→ **Exercise inputs**:
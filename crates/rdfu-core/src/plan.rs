//! Erase planning and transfer chunking
//!
//! Flash must be erased page by page before it can be programmed, and the
//! device only accepts downloads up to its transfer size. These helpers turn
//! an address window into the exact pages to erase and a payload into the
//! exact chunks to send.

use std::slice;

use crate::error::{Error, Result};

/// A page to erase, identified by its first address
#[derive(Debug, Clone, Copy, PartialEq, Eq, PartialOrd, Ord)]
pub struct ErasePage {
    /// Address of the first byte of the page
    pub address: u32,
}

/// Compute the pages covering `[start, end]` (both inclusive)
///
/// Pages are numbered from address 0: the result is every page from
/// `start / page_size` to `end / page_size`, ascending. Aligned windows get
/// no extra page on either side.
pub fn plan_erase(start: u32, end: u32, page_size: u32, page_count: u32) -> Result<Vec<ErasePage>> {
    if page_size == 0 {
        return Err(Error::geometry("page size is zero"));
    }
    if start > end {
        return Err(Error::geometry(format!(
            "erase window 0x{:08X}..=0x{:08X} is inverted",
            start, end
        )));
    }

    let first = start / page_size;
    let last = end / page_size;
    let needed = (last - first) as u64 + 1;
    if needed > page_count as u64 {
        return Err(Error::geometry(format!(
            "window 0x{:08X}..=0x{:08X} needs {} pages of {} bytes, device has {}",
            start, end, needed, page_size, page_count
        )));
    }

    Ok((first..=last)
        .map(|index| ErasePage {
            address: index * page_size,
        })
        .collect())
}

/// A uniformly paged stretch of writable device memory
///
/// Regions that cannot be erased (option bytes, OTP) are programmed
/// directly and plan no pages.
#[derive(Debug, Clone, Copy, PartialEq, Eq)]
pub struct EraseRegion {
    /// First address of the region
    pub start: u32,
    /// Erase page size in bytes
    pub page_size: u32,
    /// Number of pages in the region
    pub page_count: u32,
    /// Whether pages must be erased before programming
    pub erasable: bool,
}

impl EraseRegion {
    /// Exclusive end of the region
    pub fn end(&self) -> u64 {
        self.start as u64 + self.page_size as u64 * self.page_count as u64
    }

    /// Whether the region overlaps `[start, end]`
    pub fn overlaps(&self, start: u32, end: u32) -> bool {
        (start as u64) < self.end() && end >= self.start
    }

    /// Pages of this region touched by `[start, end]`
    ///
    /// The window is clipped to the region and pages are counted from the
    /// region start, which need not be page aligned.
    pub fn plan(&self, start: u32, end: u32) -> Result<Vec<ErasePage>> {
        if self.page_size == 0 {
            return Err(Error::geometry(format!(
                "region at 0x{:08X} has a zero page size",
                self.start
            )));
        }
        if !self.erasable || !self.overlaps(start, end) {
            return Ok(Vec::new());
        }

        let last_in_region = (self.end() - 1).min(u32::MAX as u64) as u32;
        let lo = start.max(self.start) - self.start;
        let hi = end.min(last_in_region) - self.start;

        let pages = plan_erase(lo, hi, self.page_size, self.page_count)?;
        Ok(pages
            .into_iter()
            .map(|page| ErasePage {
                address: self.start + page.address,
            })
            .collect())
    }
}

/// Geometry the device reports when a download starts
#[derive(Debug, Clone, PartialEq, Eq)]
pub struct DownloadContext {
    /// Largest payload accepted by a single download request
    pub max_transfer_size: u16,
    /// Erase regions overlapping the download window, ascending
    pub regions: Vec<EraseRegion>,
}

impl DownloadContext {
    /// Context for a device with a single uniformly paged memory
    pub fn uniform(start: u32, page_size: u32, page_count: u32, max_transfer_size: u16) -> Self {
        Self {
            max_transfer_size,
            regions: vec![EraseRegion {
                start,
                page_size,
                page_count,
                erasable: true,
            }],
        }
    }

    /// Pages to erase for `[start, end]` across all regions
    ///
    /// The regions must cover the whole window without holes. A window in
    /// non-erasable regions only plans no pages.
    pub fn plan_erase(&self, start: u32, end: u32) -> Result<Vec<ErasePage>> {
        if start > end {
            return Err(Error::geometry(format!(
                "erase window 0x{:08X}..=0x{:08X} is inverted",
                start, end
            )));
        }

        let mut regions: Vec<&EraseRegion> = self
            .regions
            .iter()
            .filter(|r| r.overlaps(start, end))
            .collect();
        regions.sort_by_key(|r| r.start);

        let mut covered = start as u64;
        let mut pages = Vec::new();
        for region in regions {
            if region.start as u64 > covered {
                break;
            }
            pages.extend(region.plan(start, end)?);
            covered = covered.max(region.end());
        }

        if covered <= end as u64 {
            return Err(Error::geometry(format!(
                "no writable memory at 0x{:08X} (window 0x{:08X}..=0x{:08X})",
                covered, start, end
            )));
        }

        pages.sort();
        pages.dedup();
        log::debug!(
            "Erase plan for 0x{:08X}..=0x{:08X}: {} pages",
            start,
            end,
            pages.len()
        );
        Ok(pages)
    }
}

/// One download request
#[derive(Debug, Clone, Copy, PartialEq, Eq)]
pub struct TransferChunk<'a> {
    /// Device address of the first byte
    pub address: u32,
    /// Bytes to send
    pub data: &'a [u8],
}

/// Iterator over the chunks of a payload
#[derive(Debug, Clone)]
pub struct Chunks<'a> {
    inner: slice::Chunks<'a, u8>,
    address: u32,
}

impl<'a> Iterator for Chunks<'a> {
    type Item = TransferChunk<'a>;

    fn next(&mut self) -> Option<Self::Item> {
        let data = self.inner.next()?;
        let chunk = TransferChunk {
            address: self.address,
            data,
        };
        self.address = self.address.wrapping_add(data.len() as u32);
        Some(chunk)
    }

    fn size_hint(&self) -> (usize, Option<usize>) {
        self.inner.size_hint()
    }
}

impl ExactSizeIterator for Chunks<'_> {}

/// Split `payload` into transfers of at most `max_transfer_size` bytes
///
/// Every chunk but the last is full sized; addresses advance by each
/// chunk's length starting at `start`.
pub fn chunk(payload: &[u8], start: u32, max_transfer_size: usize) -> Result<Chunks<'_>> {
    if max_transfer_size == 0 {
        return Err(Error::geometry("transfer size is zero"));
    }
    Ok(Chunks {
        inner: payload.chunks(max_transfer_size),
        address: start,
    })
}

/// Split a read of `length` bytes at `start` into `(address, len)` blocks
pub fn spans(
    start: u32,
    length: usize,
    max_transfer_size: usize,
) -> Result<impl Iterator<Item = (u32, usize)>> {
    if max_transfer_size == 0 {
        return Err(Error::geometry("transfer size is zero"));
    }
    let count = length.div_ceil(max_transfer_size);
    Ok((0..count).map(move |i| {
        let offset = i * max_transfer_size;
        let len = max_transfer_size.min(length - offset);
        (start.wrapping_add(offset as u32), len)
    }))
}
impl Bank {
    fn erased(segment: MemorySegment) -> Self {
        Self {
            segment,
            data: vec![0xFF; segment.size() as usize],
        }
    }
}

struct BusState {
    config: DummyConfig,
    info: DeviceInfo,
    banks: Vec<Bank>,
    erased: BTreeSet<u32>,
    erase_log: Vec<u32>,
    reboots: Vec<RebootRecord>,
    present: bool,
    polls_left: Option<usize>,
    left: bool,
    upload_start: u32,
    /// Product string and layout of the other persona
    alternate: Option<(String, MemoryLayout)>,
}
use std::path::PathBuf;

use thiserror::Error;

/// Faults surfaced by sweep components. The orchestrator is the only place
/// that decides which of these are fatal for a domain, an index pair, a cell,
/// or a single sentence.
#[derive(Debug, Error)]
pub enum SweepFault {
    /// The positional record sets of a domain disagree in length.
    #[error("corpus record sets disagree in domain {domain}: {detail}")]
    CorpusMismatch { domain: String, detail: String },

    /// A domain carries zero test cases or zero literals.
    #[error("domain {0} has an empty record set")]
    EmptyDomain(String),

    /// Retrieval was attempted against an index with no entries.
    #[error("embedding index for domain {domain} under model {model} has no entries")]
    EmptyIndex { domain: String, model: String },

    /// The backend rejected the requested model.
    #[error("model {0} is not provisioned on the inference backend")]
    ModelUnavailable(String),

    /// Transient backend fault: network error, timeout, or non-success status.
    #[error("inference backend unavailable: {0}")]
    ServiceUnavailable(String),

    /// The backend produced an empty or unusable answer. Never fatal: the
    /// evaluator scores the trial as incorrect on every tier.
    #[error("backend returned an empty or malformed answer")]
    MalformedAnswer,

    /// A corpus record set could not be read.
    #[error("failed to read {path}: {source}")]
    Io {
        path: PathBuf,
        #[source]
        source: std::io::Error,
    },
}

→ **Exercise requirements**: Only the lines from the beginning of the data above through the line containing "These helpers turn" should be repeated, exactly as they appear.

→ **Task result**:
filename crates/rdfu-core/src/plan.rs
//! Erase planning and transfer chunking
//!
//! Flash must be erased page by page before it can be programmed, and the
//! device only accepts downloads up to its transfer size. These helpers turn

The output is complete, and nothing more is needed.